- RAW DATA
//! Authentication-related models

use serde::Serialize;
use sha2::{Digest, Sha256};

/// Issued session credential, rotated over its lifetime
///
/// Only the SHA-256 hash of the token is stored. `prev_auth_token` is non-empty
/// only between a rotation and the next successful use of the new token, so
/// requests in flight with the old value keep working.
#[derive(Debug, Clone, Default, Serialize)]
#[serde(rename_all = "camelCase")]
pub struct UserAuthToken {
    pub id: i64,
    pub user_id: i64,
    #[serde(skip_serializing)]
    pub auth_token: String,
    #[serde(skip_serializing)]
    pub prev_auth_token: String,
    pub user_agent: String,
    pub client_ip: String,
    pub auth_token_seen: bool,
    pub seen_at: i64,
    pub rotated_at: i64,
    pub created_at: i64,
    pub updated_at: i64,
    /// Plain token value, held only in memory right after issue or rotation
    #[serde(skip)]
    pub unhashed_token: String,
}

impl UserAuthToken {
    /// Replace the current token, keeping the old hash valid until the new one is seen
    pub fn rotate(&mut self, new_unhashed: &str, now: i64) {
        self.prev_auth_token = std::mem::replace(&mut self.auth_token, hash_token(new_unhashed));
        self.unhashed_token = new_unhashed.to_string();
        self.auth_token_seen = false;
        self.rotated_at = now;
        self.updated_at = now;
    }

    /// Record a successful use of the current token
    pub fn mark_seen(&mut self, now: i64) {
        self.auth_token_seen = true;
        self.seen_at = now;
        self.updated_at = now;
        self.prev_auth_token.clear();
    }

    /// True when a use of `unhashed` should be persisted as "seen"
    pub fn needs_seen_update(&self, unhashed: &str) -> bool {
        hash_token(unhashed) == self.auth_token
            && (!self.auth_token_seen || !self.prev_auth_token.is_empty())
    }
}

/// Hex-encoded SHA-256 of a token
pub fn hash_token(token: &str) -> String {
    let mut hasher = Sha256::new();
    hasher.update(token.as_bytes());
    format!("{:x}", hasher.finalize())
}
//! Per-request context handed to handlers.
//!
//! `ReqContext` is composed from three separately owned pieces: an immutable
//! [`Identity`] shared through an `Arc`, the request flags, and a mutable
//! [`Responder`] that builds the response. The deployment environment reaches
//! the responder through [`RenderSettings`] at construction time.

pub mod response;
pub mod timer;

use std::convert::Infallible;
use std::sync::Arc;

use axum::{
    async_trait,
    extract::{FromRef, FromRequestParts},
    http::{request::Parts, StatusCode},
    response::Response,
};
use serde::Serialize;
use tower_sessions::Session;

use crate::models::{HelpFlags1, RoleType, SignedInUser, UserAuthToken};
use crate::state::AppState;

pub use response::{api_error_body, RenderSettings, Responder, ResponseData, PERFMON_TIMER_KEY};
pub use timer::RequestTimer;

/// Who is making the request
#[derive(Debug, Clone, Default)]
pub struct Identity {
    pub user: SignedInUser,
    /// Token the request authenticated with; owned by the token store
    pub user_token: Option<Arc<UserAuthToken>>,
    pub is_signed_in: bool,
}

#[derive(Debug, Clone, Copy, Default)]
pub struct RequestFlags {
    pub is_render_call: bool,
    pub allow_anonymous: bool,
    pub skip_cache: bool,
}

/// Request-scoped values resolved by the context middleware
#[derive(Debug, Clone)]
pub struct RequestScope {
    pub request_id: String,
    pub span: tracing::Span,
    pub identity: Arc<Identity>,
    pub flags: RequestFlags,
}

pub struct ReqContext {
    pub request_id: String,
    pub path: String,
    pub identity: Arc<Identity>,
    pub flags: RequestFlags,
    pub session: Option<Session>,
    pub resp: Responder,
    /// Logger bound to this request
    pub span: tracing::Span,
}

impl ReqContext {
    pub fn new(path: impl Into<String>, scope: RequestScope, settings: RenderSettings) -> Self {
        Self {
            request_id: scope.request_id,
            path: path.into(),
            identity: scope.identity,
            flags: scope.flags,
            session: None,
            resp: Responder::new(settings),
            span: scope.span,
        }
    }

    pub fn with_session(mut self, session: Session) -> Self {
        self.session = Some(session);
        self
    }

    pub fn user(&self) -> &SignedInUser {
        &self.identity.user
    }

    pub fn user_token(&self) -> Option<&UserAuthToken> {
        self.identity.user_token.as_deref()
    }

    pub fn is_signed_in(&self) -> bool {
        self.identity.is_signed_in
    }

    /// Log `err` (if any) and render the error page at `status`.
    ///
    /// The error text is exposed to the page as `ErrorMsg` outside production.
    pub fn handle(
        &mut self,
        status: StatusCode,
        title: &str,
        err: Option<&dyn std::error::Error>,
    ) -> Response {
        let error = err.map(|e| {
            self.span.in_scope(|| tracing::error!(error = %e, "{}", title));
            e.to_string()
        });
        self.resp.error_page(status, title, error)
    }

    pub fn json_ok(&mut self, message: &str) -> Response {
        self.resp
            .json(StatusCode::OK, &serde_json::json!({ "message": message }))
    }

    pub fn json<T: Serialize>(&mut self, status: StatusCode, body: &T) -> Response {
        self.resp.json(status, body)
    }

    pub fn is_api_request(&self) -> bool {
        self.path.starts_with("/api")
    }

    /// Log `err` (if any) and answer with the JSON error envelope
    pub fn json_api_err(
        &mut self,
        status: StatusCode,
        message: &str,
        err: Option<&dyn std::error::Error>,
    ) -> Response {
        let error = err.map(|e| {
            self.span.in_scope(|| tracing::error!(error = %e, "{}", message));
            e.to_string()
        });
        self.resp.json_api_err(status, message, error)
    }

    pub fn has_user_role(&self, role: RoleType) -> bool {
        self.identity.user.org_role.includes(role)
    }

    pub fn has_help_flag(&self, flag: HelpFlags1) -> bool {
        self.identity.user.help_flags1.has_flag(flag)
    }

    /// Park `timer` in the response data; the response carries it to telemetry
    pub fn time_request(&mut self, timer: RequestTimer) {
        self.resp.data.insert_handle(PERFMON_TIMER_KEY, timer);
    }
}

#[async_trait]
impl<S> FromRequestParts<S> for ReqContext
where
    AppState: FromRef<S>,
    S: Send + Sync,
{
    type Rejection = Infallible;

    async fn from_request_parts(parts: &mut Parts, state: &S) -> Result<Self, Self::Rejection> {
        let app = AppState::from_ref(state);

        // Without the context middleware the request is anonymous and unsigned
        let scope = match parts.extensions.get::<RequestScope>() {
            Some(scope) => scope.clone(),
            None => RequestScope {
                request_id: uuid::Uuid::new_v4().to_string(),
                span: tracing::Span::current(),
                identity: Arc::new(Identity::default()),
                flags: RequestFlags::default(),
            },
        };

        let ctx = ReqContext::new(parts.uri.path(), scope, app.render_settings());
        Ok(match parts.extensions.get::<Session>() {
            Some(session) => ctx.with_session(session.clone()),
            None => ctx,
        })
    }
}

- TRY IT
Take from the entries every line that has the string "StatusCode".

- YOUR SOLUTION
    http::{request::Parts, StatusCode},
        status: StatusCode,
            .json(StatusCode::OK, &serde_json::json!({ "message": message }))
    pub fn json<T: Serialize>(&mut self, status: StatusCode, body: &T) -> Response {
        status: StatusCode,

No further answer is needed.